The main cast do what they do, which is basically smile at the camera with bleached white teeth, while miming to their songs. This is a very big flaw as the most of the music in the film is performed on a stage or at a gig and it’s quite annoying listening to a studio recording while looking at the actor on a stage.
There are however two notable performances. The first is Tom Cruise as Stacee Jaxx, the rock legend who has had it all, lost love and most likely a pickled liver due to the amount of alcohol he is constantly consuming. In his appearance, which mixes elements of Axel Rose, Jon Bon Jovi and Steven Tyler, not to mention some great tattoos and a rock look that would put Slash to shame, he achieves the look and excess of the period very well. Sadly though, whilst Cruise does perform all of his songs, his voice just doesn’t have that rock element to it, and when he sings Paradise City it quite clearly comes off as too pleasant.

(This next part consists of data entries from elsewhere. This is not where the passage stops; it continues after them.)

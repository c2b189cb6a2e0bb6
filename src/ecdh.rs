//! Elliptic Curve Diffie-Hellman over P-256.
//!
//! The shared secret is the x-coordinate of `d * Q`, encoded big-endian on
//! exactly [`FIELD_BYTES`] bytes. No key derivation is applied; feed the
//! result through a KDF before using it as key material.

use crate::curve::FIELD_BYTES;
use crate::keys::{PrivateKey, PublicKey};
use crate::point::ProjectivePoint;
use crypto_bigint::subtle::{Choice, ConstantTimeEq};
use crypto_bigint::{Encoding, U256};
use log::{debug, trace};
use std::fmt;
use thiserror::Error;
use zeroize::{Zeroize, ZeroizeOnDrop};

#[derive(Debug, Error, Clone, Copy, PartialEq, Eq)]
pub enum EcdhError {
    #[error("Invalid public key: {0}.")]
    InvalidPublicKey(#[from] PointRejection),
    #[error("Invalid private key: scalar must be in [1, n-1].")]
    InvalidPrivateKey,
    #[error("Shared point is the point at infinity.")]
    DegenerateResult,
}

/// Why a public point was refused.
#[derive(Debug, Error, Clone, Copy, PartialEq, Eq)]
pub enum PointRejection {
    #[error("point at infinity")]
    Identity,
    #[error("point is not on the curve")]
    NotOnCurve,
    #[error("coordinate is not reduced modulo p")]
    CoordinateOutOfRange,
    #[error("coordinate has the wrong length")]
    InvalidLength,
    #[error("unsupported key type")]
    Unsupported,
}

/// Raw ECDH output.
#[derive(Clone, Zeroize, ZeroizeOnDrop)]
pub struct SharedSecret([u8; FIELD_BYTES]);

impl SharedSecret {
    pub fn as_bytes(&self) -> &[u8; FIELD_BYTES] {
        &self.0
    }
}

impl AsRef<[u8]> for SharedSecret {
    fn as_ref(&self) -> &[u8] {
        &self.0
    }
}

impl ConstantTimeEq for SharedSecret {
    fn ct_eq(&self, other: &Self) -> Choice {
        self.0[..].ct_eq(&other.0[..])
    }
}

impl PartialEq for SharedSecret {
    fn eq(&self, other: &Self) -> bool {
        self.ct_eq(other).into()
    }
}

impl Eq for SharedSecret {}

impl fmt::Debug for SharedSecret {
    fn fmt(&self, f: &mut fmt::Formatter<'_>) -> fmt::Result {
        f.debug_struct("SharedSecret").finish_non_exhaustive()
    }
}

/// Computes the shared secret between `private_key` and a peer's `public_key`.
///
/// The peer point is checked before any arithmetic: it must be a P-256 key,
/// finite, with canonical coordinates satisfying the curve equation. A result
/// at infinity is reported as [`EcdhError::DegenerateResult`] and never
/// encoded.
///
/// # Examples
///
/// ```
/// use ecdh_p256::{KeyPair, compute_shared_secret};
///
/// let alice = KeyPair::generate();
/// let bob = KeyPair::generate();
///
/// let shared_alice = compute_shared_secret(alice.private_key(), bob.public_key())?;
/// let shared_bob = compute_shared_secret(bob.private_key(), alice.public_key())?;
/// assert_eq!(shared_alice, shared_bob);
/// assert_eq!(shared_alice.as_bytes().len(), 32);
/// # Ok::<(), ecdh_p256::EcdhError>(())
/// ```
pub fn compute_shared_secret(
    private_key: &PrivateKey,
    public_key: &PublicKey,
) -> Result<SharedSecret, EcdhError> {
    let point = public_key.as_curve_point()?.validate().inspect_err(|reason| {
        debug!("rejected public key: {reason}");
    })?;
    diffie_hellman(private_key.scalar(), &point)
}

fn diffie_hellman(scalar: &U256, point: &ProjectivePoint) -> Result<SharedSecret, EcdhError> {
    let Some((x, _)) = point.mul(scalar).to_affine() else {
        debug!("scalar multiplication reached the point at infinity");
        return Err(EcdhError::DegenerateResult);
    };
    trace!("computed P-256 shared secret");
    Ok(SharedSecret(x.to_be_bytes()))
}

#[cfg(all(test, feature = "rand"))]
mod tests {
    use super::*;
    use crate::KeyExchange;
    use crate::curve::PRIME256V1;
    use crate::keys::{CurvePoint, KeyPair};
    use proptest::prelude::*;
    use rand_chacha::ChaCha8Rng;
    use rand_chacha::rand_core::SeedableRng;

    fn key_pair(seed: u64) -> KeyPair {
        KeyPair::generate_with(&mut ChaCha8Rng::seed_from_u64(seed))
    }

    #[test]
    fn both_parties_agree() {
        let alice = key_pair(1);
        let bob = key_pair(2);
        let shared_by_alice = alice.key_exchange(bob.public_key()).unwrap();
        let shared_by_bob = bob.key_exchange(alice.public_key()).unwrap();
        assert_eq!(shared_by_alice, shared_by_bob);
        assert_ne!(shared_by_alice.as_bytes(), &[0u8; FIELD_BYTES]);
    }

    #[test]
    fn repeated_calls_are_identical() {
        let alice = key_pair(3);
        let bob = key_pair(4);
        let first = compute_shared_secret(alice.private_key(), bob.public_key()).unwrap();
        for _ in 0..4 {
            let again = compute_shared_secret(alice.private_key(), bob.public_key()).unwrap();
            assert_eq!(first.as_bytes(), again.as_bytes());
        }
    }

    #[test]
    fn secret_is_x_of_scaled_point() {
        // d * G with d = 1 makes the secret the x-coordinate of the peer key.
        let one = PrivateKey::new(U256::ONE).unwrap();
        let bob = key_pair(5);
        let secret = compute_shared_secret(&one, bob.public_key()).unwrap();
        let CurvePoint::Affine { x, .. } = bob.public_key().as_curve_point().unwrap() else {
            panic!("generated public key is the identity");
        };
        assert_eq!(secret.as_bytes(), &x.to_be_bytes());
    }

    #[test]
    fn leading_zero_bytes_are_kept() {
        let mut rng = ChaCha8Rng::seed_from_u64(0x5eed);
        let alice = KeyPair::generate_with(&mut rng);
        let (secret, bob) = loop {
            let bob = KeyPair::generate_with(&mut rng);
            let secret = alice.key_exchange(bob.public_key()).unwrap();
            if secret.as_bytes()[0] == 0 {
                break (secret, bob);
            }
        };
        assert_eq!(secret.as_ref().len(), FIELD_BYTES);
        assert_eq!(bob.key_exchange(alice.public_key()).unwrap(), secret);
    }

    #[test]
    fn identity_is_rejected() {
        let alice = key_pair(6);
        let err = alice
            .key_exchange(&PublicKey::P256(CurvePoint::Identity))
            .unwrap_err();
        assert_eq!(err, EcdhError::InvalidPublicKey(PointRejection::Identity));
    }

    #[test]
    fn off_curve_point_is_rejected() {
        let alice = key_pair(7);
        let (gx, gy) = PRIME256V1.g;
        let err = alice
            .key_exchange(&PublicKey::from_coordinates(gx, gy.wrapping_add(&U256::ONE)))
            .unwrap_err();
        assert_eq!(err, EcdhError::InvalidPublicKey(PointRejection::NotOnCurve));

        // (0, 0) is how some encodings spell the identity; it is not on P-256.
        let err = alice
            .key_exchange(&PublicKey::from_coordinates(U256::ZERO, U256::ZERO))
            .unwrap_err();
        assert_eq!(err, EcdhError::InvalidPublicKey(PointRejection::NotOnCurve));
    }

    #[test]
    fn unreduced_coordinates_are_rejected() {
        let alice = key_pair(8);
        let (gx, _) = PRIME256V1.g;
        let err = alice
            .key_exchange(&PublicKey::from_coordinates(gx, U256::MAX))
            .unwrap_err();
        assert_eq!(
            err,
            EcdhError::InvalidPublicKey(PointRejection::CoordinateOutOfRange)
        );
    }

    #[test]
    fn unsupported_key_type_is_rejected() {
        let alice = key_pair(9);
        let err = alice
            .key_exchange(&PublicKey::Other {
                algorithm: "ed25519".to_owned(),
            })
            .unwrap_err();
        assert_eq!(err, EcdhError::InvalidPublicKey(PointRejection::Unsupported));
    }

    #[test]
    fn infinite_result_is_degenerate() {
        // Only reachable with a scalar that a PrivateKey refuses to hold.
        let n: U256 = *PRIME256V1.n;
        let err = diffie_hellman(&n, &ProjectivePoint::generator()).unwrap_err();
        assert_eq!(err, EcdhError::DegenerateResult);
        let err = diffie_hellman(&U256::ZERO, &ProjectivePoint::generator()).unwrap_err();
        assert_eq!(err, EcdhError::DegenerateResult);
    }

    #[test]
    fn error_messages_name_the_failure() {
        assert_eq!(
            EcdhError::from(PointRejection::NotOnCurve).to_string(),
            "Invalid public key: point is not on the curve."
        );
        assert_eq!(
            EcdhError::DegenerateResult.to_string(),
            "Shared point is the point at infinity."
        );
        assert!(EcdhError::InvalidPrivateKey.to_string().contains("private key"));
    }

    #[test]
    fn debug_output_is_redacted() {
        let secret = key_pair(10).key_exchange(key_pair(11).public_key()).unwrap();
        assert_eq!(format!("{secret:?}"), "SharedSecret { .. }");
    }

    /// Best-effort check that a ladder over a sparse scalar takes about as long
    /// as one over a dense scalar.
    // TODO: replace with a dudect-style statistical harness run outside the
    // unit test suite.
    #[test]
    #[ignore = "timing-sensitive; run manually on a quiet machine"]
    fn runtime_does_not_track_scalar_weight() {
        use std::time::{Duration, Instant};

        fn median(scalar: &U256, point: &ProjectivePoint) -> Duration {
            let mut samples: Vec<Duration> = (0..31)
                .map(|_| {
                    let start = Instant::now();
                    std::hint::black_box(point.mul(std::hint::black_box(scalar)));
                    start.elapsed()
                })
                .collect();
            samples.sort();
            samples[samples.len() / 2]
        }

        let point = ProjectivePoint::generator();
        let sparse = median(&U256::ONE, &point);
        let dense = median(&PRIME256V1.n.wrapping_sub(&U256::ONE), &point);
        let (lo, hi) = if sparse < dense { (sparse, dense) } else { (dense, sparse) };
        assert!(
            hi.as_secs_f64() / lo.as_secs_f64() < 1.25,
            "sparse {sparse:?} vs dense {dense:?}"
        );
    }

    proptest! {
        #![proptest_config(ProptestConfig::with_cases(16))]

        #[test]
        fn agreement_is_symmetric(
            a in any::<[u8; 32]>().prop_filter_map("scalar out of range", |b| PrivateKey::from_be_bytes(&b).ok()),
            b in any::<[u8; 32]>().prop_filter_map("scalar out of range", |b| PrivateKey::from_be_bytes(&b).ok()),
        ) {
            let a_pub = a.public_key();
            let b_pub = b.public_key();
            let ab = compute_shared_secret(&a, &b_pub).unwrap();
            let ba = compute_shared_secret(&b, &a_pub).unwrap();
            prop_assert_eq!(ab.as_bytes(), ba.as_bytes());
            prop_assert_eq!(ab.as_bytes().len(), FIELD_BYTES);
        }

        #[test]
        fn agreement_is_deterministic(
            a in any::<[u8; 32]>().prop_filter_map("scalar out of range", |b| PrivateKey::from_be_bytes(&b).ok()),
            seed in any::<u64>(),
        ) {
            let peer = key_pair(seed);
            let first = compute_shared_secret(&a, peer.public_key()).unwrap();
            let second = compute_shared_secret(&a, peer.public_key()).unwrap();
            prop_assert_eq!(first.as_bytes(), second.as_bytes());
        }
    }
}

The other notable performance is Paul Giamatti who portrays the very sleazy Paul Gill, Manager to Stacee Jaxx. Indeed, it is this performance alone that virtually saves the movie as he encompasses everything from the period; excess, ego, poor choice in clothing and no morals whatsoever.
In short, this film is a feel good movie for teenagers who have no memory of this period in music and who will recognise the cover versions from very recent television shows, whilst an older audience may cringe at some of the liberties taken with the classic lyrics. If you are looking for a foot tapping, feel good popcorn movie, this is for you. If, however, you are a fan of rock legends such as Metallica, AC/DC, Alice Cooper and others who were churning out the hits during this time period, then avoid this movie and play your favourite album… LOUD!